London
25 April 2008
British border officials are to introduce new facial recognition technology at airports this summer in a bid to boost security and ease overcrowding. They plan to set up unmanned gates where British and European Union passengers with biometric passports will have their faces scanned and matched with the image on the computer chip in their passports. Tendai Maphosa has more in this report from London.
The plan was revealed in the Guardian daily newspaper Friday. The paper says the trials were approved at a conference in London this week including international biometrics industry executives, top civil servants in border control, and police technology experts. It quotes a British Border Agency saying a machine can do a better job of scanning passports and exposing identity fraud than humans.
An official at the Border Agency, speaking to VOA on condition of anonymity, confirmed the Guardian story. A statement released to VOA quotes Immigration Minister Liam Byrne calling Britain's border security as among the toughest in the world.
He said that if the automatic gates work, they will be installed at all key airports.
But Phil Booth of No2ID, an organization campaigning against the introduction of ID cards in Britain, says the new technology is just another intrusion by the government.

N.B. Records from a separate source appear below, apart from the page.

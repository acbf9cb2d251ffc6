use thiserror::Error;

#[derive(Debug, Error)]
pub enum GatewayError {
    #[error("Validation error: {0}")]
    Validation(String),

    #[error("Not found: {0}")]
    NotFound(String),

    #[error("Conflict: {0}")]
    Conflict(String),

    #[error("{service} timed out")]
    UpstreamTimeout { service: &'static str },

    #[error("{service} is unavailable: {reason}")]
    UpstreamUnavailable { service: &'static str, reason: String },

    #[error("{service} rejected the request ({status}): {body}")]
    UpstreamRejected {
        service: &'static str,
        status: u16,
        body: String,
    },

    #[error("{service} failed ({status}): {body}")]
    UpstreamFailure {
        service: &'static str,
        status: u16,
        body: String,
    },

    #[error("{service} returned an unreadable response: {reason}")]
    UpstreamDecode { service: &'static str, reason: String },

    #[error("Persistence error: {0}")]
    Persistence(String),
}

impl GatewayError {
    /// True for every variant produced by an upstream service call.
    pub fn is_upstream(&self) -> bool {
        matches!(
            self,
            Self::UpstreamTimeout { .. }
                | Self::UpstreamUnavailable { .. }
                | Self::UpstreamRejected { .. }
                | Self::UpstreamFailure { .. }
                | Self::UpstreamDecode { .. }
        )
    }
}

pub type GatewayResult<T> = std::result::Result<T, GatewayError>;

"The technologies that the government introduces that they say are about security are nothing of the sort," he said. "It's security theater. It's trying to bamboozle people with some new bits of technology and say it's about security when in fact it's about just gathering and sharing more of your information without your knowledge and consent."
Booth says the technology, besides being more data gathering by the government on citizens, is not efficient.
"Our understanding from industry, speaking with people who supply this sort of recognition systems is that they simply don't perform well enough in real world situations for them to recognize people in a queue," he added.
He also criticized the introduction at a time when some high profile cases concerning the loss of personal data by the government have come to light. Last November two computer disks containing personal and financial data of some 25 million Britons disappeared after a junior employee of the British Revenue and Customs Office sent them to an audit office using an internal mail service.
At least eight million Britons hold biometric passports. The computer chips in them hold the carriers' facial details.
Citizens of the European Economic Area - the European Union and Norway, Switzerland and Iceland - who have biometric passports would be able to use the automated gates.